Hank tried to push his way to the front -He’s not going to do what I think he’s going to do- Hank’s mind was racing. This idiot was potentially going to unleash waves of radiation on the gawking crowd. The machine hummed to life, lightning jumping from Tesla coils, the crowd oo-ing and ahh-ing at the visual display.

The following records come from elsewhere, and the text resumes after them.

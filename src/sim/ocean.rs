//! Ocean population: spawning, weighted content rolls and respawn scheduling.
//!
//! The ocean owns every live fish and a queue of replacements counting down
//! to reinsertion. All randomness flows through one injected `Pcg32`, so a
//! seed pins the full population roll for tests.

use glam::Vec2;
use rand::{Rng, SeedableRng};
use rand_pcg::Pcg32;
use serde::{Deserialize, Serialize};

use crate::tuning::{FishTuning, OceanTuning};

use super::events::GameEvent;
use super::fish::{
    Fish, FishBehavior, FishDescription, FishId, FishModifier, FishMovement, FishRarity, FishSize,
};
use super::rig::FishingRig;

/// Rarity roll weights, in catalogue order
const RARITY_WEIGHTS: [(FishRarity, u32); 4] = [
    (FishRarity::Common, 50),
    (FishRarity::Uncommon, 35),
    (FishRarity::Rare, 10),
    (FishRarity::VeryRare, 5),
];

/// Modifier roll weights, in catalogue order
const MODIFIER_WEIGHTS: [(FishModifier, u32); 7] = [
    (FishModifier::Typical, 55),
    (FishModifier::Ancient, 10),
    (FishModifier::Young, 5),
    (FishModifier::Beautiful, 10),
    (FishModifier::Ugly, 5),
    (FishModifier::Fat, 10),
    (FishModifier::Thin, 5),
];

/// Spawn descriptor: one fish of `size` patrolling the given band
#[derive(Debug, Clone, Copy, Serialize, Deserialize)]
pub struct SpawnSpot {
    pub size: FishSize,
    pub x_min: f32,
    pub x_max: f32,
    pub depth_min: f32,
    pub depth_max: f32,
}

impl SpawnSpot {
    pub fn new(size: FishSize, x_min: f32, x_max: f32, depth_min: f32, depth_max: f32) -> Self {
        Self {
            size,
            x_min,
            x_max,
            depth_min,
            depth_max,
        }
    }

    fn range_min(&self) -> Vec2 {
        Vec2::new(self.x_min, self.depth_min)
    }

    fn range_max(&self) -> Vec2 {
        Vec2::new(self.x_max, self.depth_max)
    }
}

/// A catalogue that cannot seed a population
#[derive(thiserror::Error, Debug)]
pub enum OceanError {
    #[error("spawn catalogue is empty")]
    EmptyCatalogue,
    #[error("spawn spot has an inverted range")]
    InvertedRange,
}

/// A replacement fish counting down to reinsertion
#[derive(Debug, Clone)]
struct PendingRespawn {
    fish: Fish,
    countdown: f32,
}

/// The live fish set plus respawn bookkeeping
#[derive(Debug)]
pub struct Ocean {
    pub fish: Vec<Fish>,
    pending: Vec<PendingRespawn>,
    catalogue: Vec<SpawnSpot>,
    rng: Pcg32,
    next_id: FishId,
    fish_tuning: FishTuning,
    tuning: OceanTuning,
}

impl Ocean {
    /// Ocean over the stock catalogue, rolled from `seed`
    pub fn new(seed: u64, fish_tuning: FishTuning, tuning: OceanTuning) -> Self {
        Self::with_catalogue(seed, default_catalogue(), fish_tuning, tuning)
            .expect("stock catalogue is valid")
    }

    /// Ocean over a custom catalogue; rejects one that cannot spawn fish
    pub fn with_catalogue(
        seed: u64,
        catalogue: Vec<SpawnSpot>,
        fish_tuning: FishTuning,
        tuning: OceanTuning,
    ) -> Result<Self, OceanError> {
        if catalogue.is_empty() {
            return Err(OceanError::EmptyCatalogue);
        }
        for spot in &catalogue {
            if spot.x_min > spot.x_max || spot.depth_min > spot.depth_max {
                return Err(OceanError::InvertedRange);
            }
        }
        Ok(Self {
            fish: Vec::new(),
            pending: Vec::new(),
            catalogue,
            rng: Pcg32::seed_from_u64(seed),
            next_id: 1,
            fish_tuning,
            tuning,
        })
    }

    /// Roll the initial population, one fish per catalogue entry.
    pub fn populate(&mut self, events: &mut Vec<GameEvent>) {
        let spots = self.catalogue.clone();
        for spot in &spots {
            let fish = self.roll_fish(spot);
            events.push(GameEvent::FishAdded(fish.id));
            self.fish.push(fish);
        }
        log::info!("ocean populated with {} fish", self.fish.len());
    }

    /// Fish still waiting in the respawn queue
    pub fn pending_count(&self) -> usize {
        self.pending.len()
    }

    /// Per-frame update: fish AI first, then the respawn countdowns.
    pub fn update(&mut self, rig: &mut FishingRig, dt: f32, events: &mut Vec<GameEvent>) {
        for i in 0..self.fish.len() {
            // the hooked description can change mid-loop when a bite chains
            let hooked_desc = rig
                .hooked_fish()
                .and_then(|id| self.fish.iter().find(|f| f.id == id))
                .map(|f| f.description);
            self.fish[i].update(rig, hooked_desc, dt, events);
        }

        let mut i = 0;
        while i < self.pending.len() {
            self.pending[i].countdown -= dt;
            if self.pending[i].countdown <= 0.0 {
                let entry = self.pending.swap_remove(i);
                log::debug!("fish {} joins the live set", entry.fish.id);
                events.push(GameEvent::FishAdded(entry.fish.id));
                self.fish.push(entry.fish);
            } else {
                i += 1;
            }
        }
    }

    /// Consume the frame's FishCaught/FishEaten events: drop each fish from
    /// the live set and queue a same-envelope replacement. Returns the sale
    /// values of the caught fish for the economy.
    pub fn resolve_lifecycle(&mut self, events: &mut Vec<GameEvent>) -> Vec<u32> {
        let mut caught_values = Vec::new();
        let mut idx = 0;
        while idx < events.len() {
            let (id, caught) = match events[idx] {
                GameEvent::FishCaught(id) => (id, true),
                GameEvent::FishEaten(id) => (id, false),
                _ => {
                    idx += 1;
                    continue;
                }
            };
            idx += 1;

            if let Some(pos) = self.fish.iter().position(|f| f.id == id) {
                let gone = self.fish.remove(pos);
                if caught {
                    caught_values.push(gone.description.value());
                }
                events.push(GameEvent::FishRemoved(id));
                self.schedule_replacement(&gone);
            }
        }
        caught_values
    }

    /// Roll a replacement over the departed fish's envelope and queue it.
    fn schedule_replacement(&mut self, gone: &Fish) {
        let spot = SpawnSpot {
            size: gone.description.size,
            x_min: gone.movement.range_min.x,
            x_max: gone.movement.range_max.x,
            depth_min: gone.movement.range_min.y,
            depth_max: gone.movement.range_max.y,
        };
        let fish = self.roll_fish(&spot);
        let base = self
            .rng
            .random_range(self.tuning.respawn_delay_min..=self.tuning.respawn_delay_max);
        let countdown = base * respawn_scale(spot.size);
        log::info!(
            "fish {} gone, replacement {} due in {countdown:.0}s",
            gone.id,
            fish.id
        );
        self.pending.push(PendingRespawn { fish, countdown });
    }

    /// Fully initialize a new fish for a spot: weighted rarity and modifier,
    /// size-scaled patrol speed, random position inside the home range.
    fn roll_fish(&mut self, spot: &SpawnSpot) -> Fish {
        let rarity = weighted_pick(&mut self.rng, &RARITY_WEIGHTS);
        let modifier = weighted_pick(&mut self.rng, &MODIFIER_WEIGHTS);
        let description = FishDescription::new(spot.size, rarity, modifier);

        let base_speed = self
            .rng
            .random_range(self.tuning.patrol_speed_min..=self.tuning.patrol_speed_max);
        let movement = FishMovement {
            max_speed: base_speed * spot.size.speed_scale(),
            acceleration: self.fish_tuning.acceleration,
            range_min: spot.range_min(),
            range_max: spot.range_max(),
        };
        let behavior = FishBehavior {
            sight_distance: self.fish_tuning.sight_distance,
            sight_half_angle: self.fish_tuning.sight_half_angle,
            lunge_multiplier: self.fish_tuning.lunge_multiplier,
        };
        let pos = Vec2::new(
            self.rng.random_range(spot.x_min..=spot.x_max),
            self.rng.random_range(spot.depth_min..=spot.depth_max),
        );

        let id = self.next_id;
        self.next_id += 1;
        Fish::new(id, description, movement, behavior, pos)
    }
}

/// Cumulative-weight selection: a uniform integer draw in [0, total) walked
/// down the table in order.
fn weighted_pick<T: Copy>(rng: &mut Pcg32, table: &[(T, u32)]) -> T {
    let total: u32 = table.iter().map(|(_, w)| w).sum();
    let mut draw = rng.random_range(0..total);
    for &(item, weight) in table {
        if draw < weight {
            return item;
        }
        draw -= weight;
    }
    unreachable!("draw below total always lands inside the table")
}

/// Respawn delay scaling: small fish come back sooner
fn respawn_scale(size: FishSize) -> f32 {
    match size {
        FishSize::Small => 0.5,
        FishSize::Medium => 0.75,
        FishSize::Large | FishSize::VeryLarge => 1.0,
    }
}

/// The stock spawn catalogue: shallow smalls, mid-water mediums, deep larges
pub fn default_catalogue() -> Vec<SpawnSpot> {
    vec![
        SpawnSpot::new(FishSize::Small, 200.0, 700.0, 320.0, 420.0),
        SpawnSpot::new(FishSize::Small, 500.0, 1000.0, 340.0, 460.0),
        SpawnSpot::new(FishSize::Small, 900.0, 1400.0, 320.0, 440.0),
        SpawnSpot::new(FishSize::Medium, 400.0, 1100.0, 420.0, 560.0),
        SpawnSpot::new(FishSize::Medium, 800.0, 1500.0, 440.0, 580.0),
        SpawnSpot::new(FishSize::Medium, 1100.0, 1800.0, 420.0, 560.0),
        SpawnSpot::new(FishSize::Large, 700.0, 1600.0, 560.0, 720.0),
        SpawnSpot::new(FishSize::Large, 1000.0, 1900.0, 580.0, 740.0),
        SpawnSpot::new(FishSize::VeryLarge, 1200.0, 1950.0, 720.0, 880.0),
    ]
}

“Shut it down!” yelled Hank, pushing people as he struggled to the front.
The machine threw off bolts of lightning into the air, the static electricity made everyone’s hair stand up. Almost invisibly, a spider dangled from a single strand of thread into the chaotic energy, being washed over with waves of radiation.
“I SAID SHUT IT DOWN!” roared Hank as he made it to the stage
“Oh no it’s the Intelligencia!” cried the demonstrator. The crowd laughed. Hank whipped off the cap and bushy moustache “Dr Pym?!” The crowd gasped and responded with cheering.
“Turn it off” growled Pym.
The demonstrator motioned to his assistant and the machine shut down. The crowd clapped. Hank turned on the man who quickly made the most of what was going on.
“Ladies and Gentlemen Dr Hank Pym! Even he likes our product!” The man looked at the unimpressed actual scientist “What do think Dr Pym?”
Hank scowled at the man and then turned to the attentive maddening crowd “This is potentially the most…stupid display I have ever seen! Nothing more than smoke and mirrors folks!”
“What are you doing?” seethed the man through a smile.
Hank roughly put his arm around the demonstrator and pulled him in close “I’m saving all these people from being turned into mutants by you not following ANY safety procedures. This isn’t the 1960’s” Hank smiled broadly for the cameras “That’s right people, this is no more scientific than a disco ball! Go and see Bentley Whitman’s display, he’s created an ACTUAL scientific breakthrough!” The crowd began to disperse as the curtain around the display began to close.
The demonstrator pushed away from Hank “How dare yo…”
“You’re an actor!” said Hank turning his attention to the device “I saw you in that toothpaste commercial. You’re as much a scientist as I am a professional wrestler. Now run along”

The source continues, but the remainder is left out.